George et al. [10], as well as Roshan et al. [21], independently introduced b-rectangular metric spaces, by combining inequalities (1.1) and (1.2) (in the case \(v=2\)). Finally, Mitrović and Radenović defined in [18] the concept of \(b_{v}(s)\)-metric space for arbitrary positive integer v (see the definition in the next section), thus generalizing all the mentioned types of spaces. They obtained some fixed point results in this new framework. It should be noted that these spaces might not be Hausdorff, that a \(b_v(s)\)-metric need not be continuous and that a convergent sequence might not be a Cauchy one.

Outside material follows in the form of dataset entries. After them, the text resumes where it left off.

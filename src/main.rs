//! `media`: gather image signatures from a storage container and
//! cross-reference them against the records of an existing corpus.

mod commands;
mod error;

use crate::commands::{deprecate, duplicates, gather, lookup};
use crate::error::{ErrorKind, Result};
use clap::{ArgAction, Parser, Subcommand};
use exn::ResultExt;
use media_config::Config;
use media_storage::BackendCache;
use std::path::PathBuf;
use std::process::ExitCode;
use tokio_util::sync::CancellationToken;
use tracing_subscriber::EnvFilter;

#[derive(Parser)]
#[command(name = "media", version, about)]
struct Cli {
    /// Configuration file (TOML, YAML or JSON). Defaults to `config.toml`
    /// in the per-user configuration directory, when present.
    #[arg(long, short, global = true)]
    config: Option<PathBuf>,

    /// Increase log verbosity (`-v` debug, `-vv` trace). Overrides `RUST_LOG`.
    #[arg(long, short, global = true, action = ArgAction::Count)]
    verbose: u8,

    #[command(subcommand)]
    command: Command,
}

#[derive(Subcommand)]
enum Command {
    /// Crawl a container and print the signatures of every image, one JSON
    /// document per line.
    Gather(gather::GatherArgs),
    /// Build the signature lookup of an existing corpus and print it.
    Lookup(lookup::LookupArgs),
    /// Crawl a container and print every image whose signature already
    /// belongs to a record in the corpus.
    Duplicates(duplicates::DuplicatesArgs),
    /// Mark records as deprecated.
    Deprecate(deprecate::DeprecateArgs),
}

#[tokio::main]
async fn main() -> ExitCode {
    let cli = Cli::parse();
    init_logging(cli.verbose);

    let cancel = CancellationToken::new();
    tokio::spawn(cancel_on_interrupt(cancel.clone()));

    match run(cli, cancel).await {
        Ok(code) => code,
        Err(err) => {
            tracing::error!("{err:?}");
            ExitCode::FAILURE
        },
    }
}

async fn run(cli: Cli, cancel: CancellationToken) -> Result<ExitCode> {
    let config = Config::load(cli.config.as_deref()).or_raise(|| ErrorKind::Config)?;
    let cache = BackendCache::new();
    match cli.command {
        Command::Gather(args) => gather::run(args, &config, &cache, cancel).await,
        Command::Lookup(args) => lookup::run(args, &config, &cache, cancel).await,
        Command::Duplicates(args) => duplicates::run(args, &config, &cache, cancel).await,
        Command::Deprecate(args) => deprecate::run(args, &cache, cancel).await,
    }
}

/// Logs go to stderr so that stdout only carries results.
fn init_logging(verbose: u8) {
    let filter = match verbose {
        0 => EnvFilter::try_from_default_env().unwrap_or_else(|_| EnvFilter::new("info")),
        1 => EnvFilter::new("debug"),
        _ => EnvFilter::new("trace"),
    };
    tracing_subscriber::fmt().with_env_filter(filter).with_writer(std::io::stderr).init();
}

async fn cancel_on_interrupt(cancel: CancellationToken) {
    if tokio::signal::ctrl_c().await.is_ok() {
        tracing::warn!("Interrupted, finishing in-flight work");
        cancel.cancel();
    }
}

Rational expressions in contractive conditions were firstly used by Dass and Gupta [8], Khan [17] (corrected by Fisher [9]) and Jaggi [12]. Later on, there have been a lot of papers using several variants of such conditions in various contexts, see, e.g., [1, 2, 19,20,21].

In this paper, we use contractive conditions involving rational expressions of Khan type, as well as of Dass–Gupta type, to obtain some fixed point results in the framework of \(b_{v}(s)\)-metric spaces. Thus, we obtain generalizations of several known fixed point results from the literature. Examples are given to show how these results can be applied in concrete situations.

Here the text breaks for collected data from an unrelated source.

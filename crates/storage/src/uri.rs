//! Opening storage backends from URIs.
//!
//! Supported forms:
//! - `file:///absolute/path` or a bare absolute path
//! - `s3://bucket/optional/prefix?region=..&endpoint=..` (feature `s3`)

use crate::BackendHandle;
use crate::backend::LocalBackend;
use crate::error::{ErrorKind, Result};
use exn::ResultExt;
use std::path::Path;
use std::sync::Arc;
use url::Url;

/// Open the backend addressed by `uri`. The URI becomes the backend's name.
///
/// # Errors
///
/// [`UnsupportedUri`](ErrorKind::UnsupportedUri) for unknown schemes, for
/// relative paths, and for `s3://` when the `s3` feature is disabled or the
/// credentials are not in the environment.
///
/// # Examples
///
/// ```no_run
/// # async fn example() -> media_storage::error::Result<()> {
/// let media = media_storage::open("file:///srv/media").await?;
/// assert_eq!(media.name(), "file:///srv/media");
/// # Ok(())
/// # }
/// ```
pub async fn open(uri: &str) -> Result<BackendHandle> {
    if Path::new(uri).is_absolute() {
        return Ok(Arc::new(LocalBackend::new(uri, uri)?));
    }
    let parsed = Url::parse(uri).or_raise(|| ErrorKind::UnsupportedUri(uri.to_string()))?;
    match parsed.scheme() {
        "file" => {
            let root = parsed.to_file_path().map_err(|()| ErrorKind::UnsupportedUri(uri.to_string()))?;
            Ok(Arc::new(LocalBackend::new(uri, root)?))
        },
        #[cfg(feature = "s3")]
        "s3" => open_s3(uri, &parsed).await,
        _ => exn::bail!(ErrorKind::UnsupportedUri(uri.to_string())),
    }
}

#[cfg(feature = "s3")]
async fn open_s3(uri: &str, parsed: &Url) -> Result<BackendHandle> {
    let bucket = parsed.host_str().filter(|b| !b.is_empty());
    let Some(bucket) = bucket else {
        exn::bail!(ErrorKind::UnsupportedUri(uri.to_string()));
    };
    let prefix = Some(parsed.path().trim_matches('/')).filter(|p| !p.is_empty()).map(str::to_string);
    let query = |name: &str| parsed.query_pairs().find(|(k, _)| k == name).map(|(_, v)| v.into_owned());
    let region = query("region").or_else(|| std::env::var("AWS_REGION").ok()).unwrap_or_else(|| "us-east-1".into());
    let (Ok(key_id), Ok(key_secret)) = (std::env::var("AWS_ACCESS_KEY_ID"), std::env::var("AWS_SECRET_ACCESS_KEY"))
    else {
        tracing::warn!(uri, "S3 credentials missing from environment");
        exn::bail!(ErrorKind::UnsupportedUri(uri.to_string()));
    };
    let backend =
        crate::backend::S3Backend::new(uri, bucket, prefix, region, query("endpoint"), key_id, key_secret).await?;
    Ok(Arc::new(backend))
}

#[cfg(test)]
mod tests {
    use super::*;

    #[tokio::test]
    async fn test_open_bare_path_and_file_uri() {
        let temp_dir = tempfile::tempdir().unwrap();
        let bare = temp_dir.path().to_str().unwrap();
        let backend = open(bare).await.unwrap();
        assert_eq!(backend.name(), bare);
        backend.write(Path::new("a.jpg"), b"jpeg").await.unwrap();

        let uri = Url::from_directory_path(temp_dir.path()).unwrap().to_string();
        let backend = open(&uri).await.unwrap();
        assert_eq!(backend.name(), uri);
        assert!(backend.exists(Path::new("a.jpg")).await.unwrap());
    }

    #[tokio::test]
    async fn test_unsupported_uris() {
        for uri in ["ftp://example.com/media", "relative/dir", "gopher:thing"] {
            let err = open(uri).await.err().unwrap();
            assert!(matches!(&*err, ErrorKind::UnsupportedUri(u) if u == uri), "{uri}");
        }
    }
}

2 \(\mathbf {b_{v}(s)}\)-metric spaces

Definition 2.1

[18] Let X be a non-empty set, \(s\ge 1\) be a real number, \(v\in \mathbb {N}\) and let d be a function from \(X\times X\) into \([0, \infty )\). Then (X, d) is said to be a \(b_{v}(s)\)-metric space if for all \(x,y,z \in X\) and for all distinct points \(y_1, y_2, \ldots , y_{v} \in X\), each of them different from x and z the following hold:

1. (B1)

   \(d(x, y)=0\) if and only if \(x=y\);

2. (B2)

   \(d(x, y)=d(y, x)\);

3. (B3)

   \(d(x, z)\le s[d(x, y_1)+d(y_1, y_2)+\cdots +d(y_{v}, z)]\).

Note that:

1. (1)

   \(b_1(1)\)-metric space is a usual metric space,

2. (2)

   \(b_1(s)\)-metric space is a b-metric space with coefficient s of [5] and [7],

3. (3)

   \(b_2(1)\)-metric space is a rectangular metric space of [6],

4. (4)

   \(b_2(s)\)-metric space is a rectangular b-metric space with coefficient s of [10] and [21],

5. (5)

   \(b_{v}(1)\)-metric space is a v-generalized metric space of [6].

Example

Consider the set \(X=\{\frac{1}{n} : n\in \mathbb {N},\;n\ge 2\}\). Define \(d:X\times X\rightarrow [0, \infty )\) by

$$\begin{aligned} d\left( \frac{1}{k},\frac{1}{m}\right) ={\left\{ \begin{array}{ll} |k-m|,&{}\quad \text{ if } |k-m|\ne 1,\\ \frac{1}{2},&{}\quad \text{ if } |k-m|=1. \end{array}\right. } \end{aligned}$$

It is an easy task to verify that (X, d) is a \(b_3(3)\)-metric space.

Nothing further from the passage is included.